Data excerpts:
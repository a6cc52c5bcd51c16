//! Hardware abstraction layer for line-oriented serial links
//!
//! Provides the byte transport trait, a real serial implementation,
//! a scripted mock for tests, and port enumeration.

pub mod transport;
pub mod serial;
pub mod mock;
pub mod discovery;
pub mod error;

pub use transport::{decode_line, ByteTransport, TransportConfig, TransportOpener, TransportStatus};
pub use serial::{SerialOpener, SerialTransport};
pub use mock::{MockFallback, MockLog, MockOpener, MockTraffic, MockReply, MockTransport};
pub use discovery::{find_usb_port, list_ports, select_usb_port, PortInfo, PortKind, FTDI_VID};
pub use error::{CommError, CommResult, RecoveryStrategy};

Your objective: Only the lines from the one containing "pub mod error;" through the last line of the records belong in the answer, each written out exactly.

Task solution:
pub mod error;

pub use transport::{decode_line, ByteTransport, TransportConfig, TransportOpener, TransportStatus};
pub use serial::{SerialOpener, SerialTransport};
pub use mock::{MockFallback, MockLog, MockOpener, MockTraffic, MockReply, MockTransport};
pub use discovery::{find_usb_port, list_ports, select_usb_port, PortInfo, PortKind, FTDI_VID};
pub use error::{CommError, CommResult, RecoveryStrategy};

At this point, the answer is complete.